------ DATA EXCERPTS

use std::{io::Write, path::Path};

use chrono::{DateTime, Utc};
use serde::{Deserialize, Serialize};
use tempfile::NamedTempFile;

use super::{Environment, EnvironmentError, EnvironmentVariable};

pub const EXPORT_FORMAT_VERSION: &str = "1";

#[derive(Debug, Clone, Copy, Default)]
pub struct ExportOptions {
    /// Keep secret values instead of blanking them.
    pub include_secrets: bool,
}

#[derive(Debug, Clone, PartialEq, Serialize, Deserialize)]
pub struct ExportedVariable {
    pub name: String,
    pub value: String,
    #[serde(rename = "type")]
    pub kind: String,
    pub enabled: bool,
    pub secret: bool,
}

#[derive(Debug, Clone, PartialEq, Serialize, Deserialize)]
pub struct ExportedEnvironment {
    pub name: String,
    pub variables: Vec<ExportedVariable>,
}

/// Portable environment file.
#[derive(Debug, Clone, PartialEq, Serialize, Deserialize)]
#[serde(tag = "type", rename_all = "lowercase")]
pub enum ExportDocument {
    Environment {
        version: String,
        name: String,
        variables: Vec<ExportedVariable>,
        #[serde(rename = "exportedAt")]
        exported_at: DateTime<Utc>,
    },
    Environments {
        version: String,
        environments: Vec<ExportedEnvironment>,
        #[serde(rename = "exportedAt")]
        exported_at: DateTime<Utc>,
    },
}

impl ExportDocument {
    pub fn to_json_pretty(&self) -> serde_json::Result<String> {
        serde_json::to_string_pretty(self)
    }
}

fn export_variable(variable: &EnvironmentVariable, options: ExportOptions) -> ExportedVariable {
    let value = if variable.secret && !options.include_secrets {
        String::new()
    } else {
        variable.value.clone()
    };
    ExportedVariable {
        name: variable.name.clone(),
        value,
        kind: variable.kind.clone(),
        enabled: variable.enabled,
        secret: variable.secret,
    }
}

fn export_variables(environment: &Environment, options: ExportOptions) -> Vec<ExportedVariable> {
    environment
        .variables
        .iter()
        .map(|v| export_variable(v, options))
        .collect()
}

pub fn export_environment(environment: &Environment, options: ExportOptions) -> ExportDocument {
    ExportDocument::Environment {
        version: EXPORT_FORMAT_VERSION.to_string(),
        name: environment.name.clone(),
        variables: export_variables(environment, options),
        exported_at: Utc::now(),
    }
}

pub fn export_environments(environments: &[Environment], options: ExportOptions) -> ExportDocument {
    ExportDocument::Environments {
        version: EXPORT_FORMAT_VERSION.to_string(),
        environments: environments
            .iter()
            .map(|env| ExportedEnvironment {
                name: env.name.clone(),
                variables: export_variables(env, options),
            })
            .collect(),
        exported_at: Utc::now(),
    }
}

/// Writes `document` to `path` through a temporary sibling file, so a failed
/// write leaves any existing file at `path` untouched.
pub fn write_export(path: &Path, document: &ExportDocument) -> Result<(), EnvironmentError> {
    let write_err = |source| EnvironmentError::Write {
        path: path.to_path_buf(),
        source,
    };
    let json = document.to_json_pretty()?;
    let dir = match path.parent() {
        Some(parent) if !parent.as_os_str().is_empty() => parent,
        _ => Path::new("."),
    };
    let mut tmp = NamedTempFile::new_in(dir).map_err(write_err)?;
    tmp.write_all(json.as_bytes()).map_err(write_err)?;
    tmp.write_all(b"\n").map_err(write_err)?;
    tmp.persist(path).map_err(|err| write_err(err.error))?;
    tracing::debug!(path = %path.display(), "environment export written");
    Ok(())
}
fn check_live_count(kind: ElementKind, recorded: usize, found: usize) -> Result<(), ValidationIssue> {
    if recorded == found {
        Ok(())
    } else {
        Err(ValidationIssue::LiveCountMismatch {
            kind,
            recorded,
            found,
        })
    }
}
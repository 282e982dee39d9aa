//! Graph-level algorithms built on the Euler operators.

pub mod weld;

pub use weld::{DEFAULT_GRID_SIZE, GridCell, WeldOptions, combine, combine_with, quantize, try_quantize};
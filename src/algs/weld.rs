//! Merge several graphs into one, welding coincident vertices.
//!
//! Every boundary vertex of every live face is snapped to an integer grid
//! cell. The first vertex seen in a cell becomes the output vertex at its
//! original (unsnapped) position; later vertices in the same cell reuse it.
//! Faces are then rebuilt through [`MeshGraph::create_face`], so edges shared
//! by welded faces are shared in the output too.
//!
//! Isolated vertices and wire edges of the inputs are not carried over.

use hashbrown::{HashMap, HashSet};
use itertools::Itertools;

use crate::mesh_error::MeshError;
use crate::topology::handle::VertexId;
use crate::topology::records::{Point3, Vertex};
use crate::topology::store::MeshGraph;

/// Default weld tolerance: one millimetre in metre units.
pub const DEFAULT_GRID_SIZE: f64 = 0.001;

/// Integer grid coordinates of a quantized position.
pub type GridCell = [i64; 3];

/// Options for [`combine_with`].
#[derive(Debug, Clone, Copy, PartialEq)]
pub struct WeldOptions {
    /// Edge length of one grid cell. Must be finite and positive.
    pub grid_size: f64,
}

impl Default for WeldOptions {
    fn default() -> Self {
        WeldOptions {
            grid_size: DEFAULT_GRID_SIZE,
        }
    }
}

impl WeldOptions {
    pub fn with_grid_size(grid_size: f64) -> Self {
        WeldOptions { grid_size }
    }

    fn check(&self) -> Result<(), MeshError> {
        if self.grid_size.is_finite() && self.grid_size > 0.0 {
            Ok(())
        } else {
            Err(MeshError::InvalidGridSize(self.grid_size))
        }
    }
}

/// Snap `p` to the grid: `round(coord / grid_size)` per axis.
///
/// Cells outside the `i64` range saturate at `i64::MIN`/`i64::MAX`; use
/// [`try_quantize`] to detect that case.
#[inline]
pub fn quantize(p: Point3, grid_size: f64) -> GridCell {
    [
        (p.x / grid_size).round() as i64,
        (p.y / grid_size).round() as i64,
        (p.z / grid_size).round() as i64,
    ]
}

/// Like [`quantize`], but `None` when a cell coordinate is not finite or
/// does not fit an `i64`.
pub fn try_quantize(p: Point3, grid_size: f64) -> Option<GridCell> {
    // 2^63 is exactly representable; anything at or past it saturates
    const LIMIT: f64 = 9_223_372_036_854_775_808.0;
    let snap = |c: f64| {
        let q = (c / grid_size).round();
        (q.is_finite() && q > -LIMIT && q < LIMIT).then_some(q as i64)
    };
    Some([snap(p.x)?, snap(p.y)?, snap(p.z)?])
}

/// [`combine_with`] using [`WeldOptions::default`].
pub fn combine<'a, I>(graphs: I) -> Result<MeshGraph, MeshError>
where
    I: IntoIterator<Item = &'a MeshGraph>,
{
    combine_with(graphs, &WeldOptions::default())
}

/// Build a fresh graph holding every live face of `graphs`, with vertices
/// that fall into the same grid cell merged.
///
/// Consecutive boundary vertices of one face that weld together collapse
/// into one. A face left with fewer than three distinct cells, or that
/// visits a cell twice, is skipped with a warning and contributes no
/// vertices. A position whose cell does not fit an `i64` is rejected with
/// [`MeshError::PositionOutOfGrid`] before anything is built.
pub fn combine_with<'a, I>(graphs: I, options: &WeldOptions) -> Result<MeshGraph, MeshError>
where
    I: IntoIterator<Item = &'a MeshGraph>,
{
    options.check()?;
    let mut polygons: Vec<Vec<Point3>> = Vec::new();
    for g in graphs {
        for f in g.live_faces() {
            let ring = g.face_vertices(f)?;
            polygons.push(ring.into_iter().map(|v| g.position(v)).collect());
        }
    }
    let cells = quantize_polygons(&polygons, options.grid_size)?;

    // Collapse welded neighbours, then drop faces that no longer bound area.
    let mut rings: Vec<Vec<(GridCell, Point3)>> = Vec::with_capacity(polygons.len());
    for (i, (points, cells)) in polygons.iter().zip(&cells).enumerate() {
        let mut ring: Vec<(GridCell, Point3)> = cells
            .iter()
            .copied()
            .zip(points.iter().copied())
            .dedup_by(|x, y| x.0 == y.0)
            .collect();
        while ring.len() > 1 && ring.first().map(|c| c.0) == ring.last().map(|c| c.0) {
            ring.pop();
        }
        let distinct: HashSet<GridCell> = ring.iter().map(|c| c.0).collect();
        if ring.len() < 3 || distinct.len() != ring.len() {
            log::warn!(
                "weld: skipping input face {i}, {} of {} boundary vertices remain distinct",
                distinct.len(),
                points.len()
            );
            continue;
        }
        rings.push(ring);
    }

    let mut out = MeshGraph::new();
    let mut welded: HashMap<GridCell, VertexId> = HashMap::new();
    for &(cell, p) in rings.iter().flatten() {
        welded.entry(cell).or_insert_with(|| out.add_vertex(Vertex::new(p)));
    }
    for ring in &rings {
        let vertices: Vec<VertexId> = ring.iter().map(|(cell, _)| welded[cell]).collect();
        out.create_face(&vertices)?;
    }
    log::debug!(
        "weld: {} faces in, {} faces and {} vertices out",
        polygons.len(),
        out.face_count(),
        out.vertex_count()
    );
    Ok(out)
}

fn quantize_ring(ring: &[Point3], grid_size: f64) -> Result<Vec<GridCell>, MeshError> {
    ring.iter()
        .map(|&p| {
            try_quantize(p, grid_size).ok_or(MeshError::PositionOutOfGrid {
                x: p.x,
                y: p.y,
                z: p.z,
                grid_size,
            })
        })
        .collect()
}

#[cfg(feature = "rayon")]
fn quantize_polygons(polygons: &[Vec<Point3>], grid_size: f64) -> Result<Vec<Vec<GridCell>>, MeshError> {
    use rayon::prelude::*;
    polygons
        .par_iter()
        .map(|ring| quantize_ring(ring, grid_size))
        .collect()
}

#[cfg(not(feature = "rayon"))]
fn quantize_polygons(polygons: &[Vec<Point3>], grid_size: f64) -> Result<Vec<Vec<GridCell>>, MeshError> {
    polygons
        .iter()
        .map(|ring| quantize_ring(ring, grid_size))
        .collect()
}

------------

→ TASK REQUIREMENTS: Your answer should be one number: how many lines above include the word "edges".

→ SOLUTION: 2